use clap::{ArgGroup, Parser, Subcommand};
use std::io::Write;
use thiserror::Error;

use crate::board::{Board, BoardError};
use crate::config::Backend;
use crate::models::{Column, Task};

#[derive(Parser)]
#[command(name = "taskboard")]
#[command(about = "A terminal kanban board with users, tasks and comments")]
#[command(version)]
pub struct Cli {
    /// Custom config file path
    #[arg(short, long)]
    pub config: Option<String>,

    /// Use development mode (uses separate dev config/storage)
    #[arg(long)]
    pub dev: bool,

    /// Override the storage backend from the config file
    #[arg(short, long, value_enum)]
    pub backend: Option<Backend>,

    #[command(subcommand)]
    pub command: Option<Commands>,
}

#[derive(Subcommand)]
pub enum Commands {
    /// Launch interactive TUI (default if no subcommand)
    Tui,
    /// Register a new user and log in as them
    Register {
        name: String,
        email: String,
    },
    /// List registered users
    Users,
    /// Log in as an existing user
    Login {
        user_id: i64,
    },
    /// Clear the current user
    Logout,
    /// Show the current user
    Whoami,
    /// Add a task for the current user
    Add {
        text: String,
    },
    /// Show both columns for the current user
    List,
    /// Flip a task between the two columns
    Toggle {
        task_id: i64,
    },
    /// Move a task to a specific column
    #[command(group(ArgGroup::new("column").required(true).args(["done", "todo"])))]
    Move {
        task_id: i64,
        #[arg(long)]
        done: bool,
        #[arg(long)]
        todo: bool,
    },
    /// Delete a task and its comments
    Delete {
        task_id: i64,
    },
    /// Comment on a task
    Comment {
        task_id: i64,
        text: String,
    },
    /// Show the comments on a task
    Comments {
        task_id: i64,
    },
}

#[derive(Debug, Error)]
pub enum CliError {
    #[error(transparent)]
    Board(#[from] BoardError),
    #[error("Output error: {0}")]
    Io(#[from] std::io::Error),
    #[error("Task {0} is not on your board")]
    UnknownTask(i64),
}

/// Run one non-interactive command against an already started board
pub fn run_command(command: Commands, board: &mut Board, out: &mut dyn Write) -> Result<(), CliError> {
    match command {
        Commands::Tui => Ok(()),
        Commands::Register { name, email } => handle_register(&name, &email, board, out),
        Commands::Users => handle_users(board, out),
        Commands::Login { user_id } => handle_login(user_id, board, out),
        Commands::Logout => {
            board.logout()?;
            writeln!(out, "Logged out")?;
            Ok(())
        }
        Commands::Whoami => handle_whoami(board, out),
        Commands::Add { text } => handle_add(&text, board, out),
        Commands::List => handle_list(board, out),
        Commands::Toggle { task_id } => {
            require_task(board, task_id)?;
            let task = board.toggle_task(task_id)?;
            writeln!(out, "Task {} moved to {}", task.id, Column::of(&task).title())?;
            Ok(())
        }
        Commands::Move { task_id, done, todo: _ } => {
            require_task(board, task_id)?;
            let target = if done { Column::Done } else { Column::Todo };
            if board.drop_task(task_id, target.is_completed())? {
                writeln!(out, "Task {} moved to {}", task_id, target.title())?;
            } else {
                writeln!(out, "Task {} is already in {}", task_id, target.title())?;
            }
            Ok(())
        }
        Commands::Delete { task_id } => {
            require_task(board, task_id)?;
            board.delete_task(task_id)?;
            writeln!(out, "Task {} deleted", task_id)?;
            Ok(())
        }
        Commands::Comment { task_id, text } => handle_comment(task_id, &text, board, out),
        Commands::Comments { task_id } => handle_comments(task_id, board, out),
    }
}

fn require_login(board: &Board) -> Result<(), CliError> {
    if board.current_user().is_none() {
        return Err(BoardError::NotLoggedIn.into());
    }
    Ok(())
}

fn require_task(board: &Board, task_id: i64) -> Result<(), CliError> {
    require_login(board)?;
    if board.task(task_id).is_none() {
        return Err(CliError::UnknownTask(task_id));
    }
    Ok(())
}

fn handle_register(name: &str, email: &str, board: &mut Board, out: &mut dyn Write) -> Result<(), CliError> {
    let user = board.register(name, email)?;
    writeln!(out, "Registered {} <{}> (ID: {})", user.name, user.email, user.id)?;
    Ok(())
}

fn handle_users(board: &Board, out: &mut dyn Write) -> Result<(), CliError> {
    if board.users().is_empty() {
        writeln!(out, "No users yet. Register with `taskboard register <name> <email>`")?;
        return Ok(());
    }
    let current = board.current_user().map(|u| u.id);
    for user in board.users() {
        let marker = if Some(user.id) == current { "*" } else { " " };
        writeln!(out, "{} {:>4}  {} <{}>", marker, user.id, user.name, user.email)?;
    }
    Ok(())
}

fn handle_login(user_id: i64, board: &mut Board, out: &mut dyn Write) -> Result<(), CliError> {
    let user = board.login(Some(user_id))?;
    writeln!(out, "Logged in as {}", user.name)?;
    Ok(())
}

fn handle_whoami(board: &Board, out: &mut dyn Write) -> Result<(), CliError> {
    match board.current_user() {
        Some(user) => writeln!(out, "{} <{}> (ID: {})", user.name, user.email, user.id)?,
        None => writeln!(out, "Not logged in")?,
    }
    Ok(())
}

fn handle_add(text: &str, board: &mut Board, out: &mut dyn Write) -> Result<(), CliError> {
    require_login(board)?;
    match board.add_task(text)? {
        Some(task) => writeln!(out, "Task created successfully (ID: {})", task.id)?,
        None => writeln!(out, "Nothing to add")?,
    }
    Ok(())
}

fn write_column(out: &mut dyn Write, column: Column, tasks: &[&Task], board: &Board) -> std::io::Result<()> {
    writeln!(out, "{} ({})", column.title(), tasks.len())?;
    for task in tasks {
        let marker = if task.completed { "✓" } else { "○" };
        let comments = board.comments_for(task.id).len();
        if comments > 0 {
            writeln!(out, "  {} {:>4}  {}  [{} comments]", marker, task.id, task.text, comments)?;
        } else {
            writeln!(out, "  {} {:>4}  {}", marker, task.id, task.text)?;
        }
    }
    Ok(())
}

fn handle_list(board: &Board, out: &mut dyn Write) -> Result<(), CliError> {
    require_login(board)?;
    for column in [Column::Todo, Column::Done] {
        write_column(out, column, &board.tasks_in(column), board)?;
    }
    Ok(())
}

fn handle_comment(task_id: i64, text: &str, board: &mut Board, out: &mut dyn Write) -> Result<(), CliError> {
    require_task(board, task_id)?;
    match board.add_comment(task_id, text)? {
        Some(comment) => writeln!(out, "Comment added (ID: {})", comment.id)?,
        None => writeln!(out, "Nothing to add")?,
    }
    Ok(())
}

fn handle_comments(task_id: i64, board: &Board, out: &mut dyn Write) -> Result<(), CliError> {
    require_task(board, task_id)?;
    let comments = board.comments_for(task_id);
    if comments.is_empty() {
        writeln!(out, "No comments on task {}", task_id)?;
    }
    for comment in comments {
        let when = comment.created_at.as_deref().unwrap_or("");
        writeln!(out, "{} {}: {}", when, comment.user_name, comment.content)?;
    }
    Ok(())
}

#[cfg(test)]
mod tests {
    use super::*;
    use crate::store::MemoryStore;

    fn started_board() -> Board {
        let mut board = Board::new(Box::new(MemoryStore::new()));
        board.start().unwrap();
        board
    }

    fn run(board: &mut Board, command: Commands) -> Result<String, CliError> {
        let mut out = Vec::new();
        run_command(command, board, &mut out)?;
        Ok(String::from_utf8(out).unwrap())
    }

    #[test]
    fn test_register_then_list() {
        let mut board = started_board();
        let output = run(&mut board, Commands::Register { name: "Ann".into(), email: "ann@example.com".into() }).unwrap();
        assert!(output.contains("Registered Ann"));

        run(&mut board, Commands::Add { text: "write docs".into() }).unwrap();
        let output = run(&mut board, Commands::List).unwrap();
        assert!(output.contains("To Do (1)"));
        assert!(output.contains("write docs"));
        assert!(output.contains("Done (0)"));
    }

    #[test]
    fn test_add_requires_login() {
        let mut board = started_board();
        let err = run(&mut board, Commands::Add { text: "x".into() }).unwrap_err();
        assert!(matches!(err, CliError::Board(BoardError::NotLoggedIn)));
    }

    #[test]
    fn test_move_reports_noop() {
        let mut board = started_board();
        board.register("Ann", "ann@example.com").unwrap();
        let task = board.add_task("ship").unwrap().unwrap();

        let output = run(&mut board, Commands::Move { task_id: task.id, done: false, todo: true }).unwrap();
        assert!(output.contains("already in To Do"));

        let output = run(&mut board, Commands::Move { task_id: task.id, done: true, todo: false }).unwrap();
        assert!(output.contains("moved to Done"));
    }

    #[test]
    fn test_unknown_task() {
        let mut board = started_board();
        board.register("Ann", "ann@example.com").unwrap();
        let err = run(&mut board, Commands::Delete { task_id: 7 }).unwrap_err();
        assert!(matches!(err, CliError::UnknownTask(7)));
    }

    #[test]
    fn test_cli_parses_move_flags() {
        let cli = Cli::try_parse_from(["taskboard", "--backend", "sqlite", "move", "3", "--done"]).unwrap();
        assert_eq!(cli.backend, Some(Backend::Sqlite));
        match cli.command {
            Some(Commands::Move { task_id, done, todo }) => {
                assert_eq!(task_id, 3);
                assert!(done);
                assert!(!todo);
            }
            _ => panic!("expected move command"),
        }
        assert!(Cli::try_parse_from(["taskboard", "move", "3"]).is_err());
        assert!(Cli::try_parse_from(["taskboard", "move", "3", "--done", "--todo"]).is_err());
    }
}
::::::::::
Instructions for the task.
Tally how many lines of the records hold the word "Parser". Answer with the number only.

Solution below.
2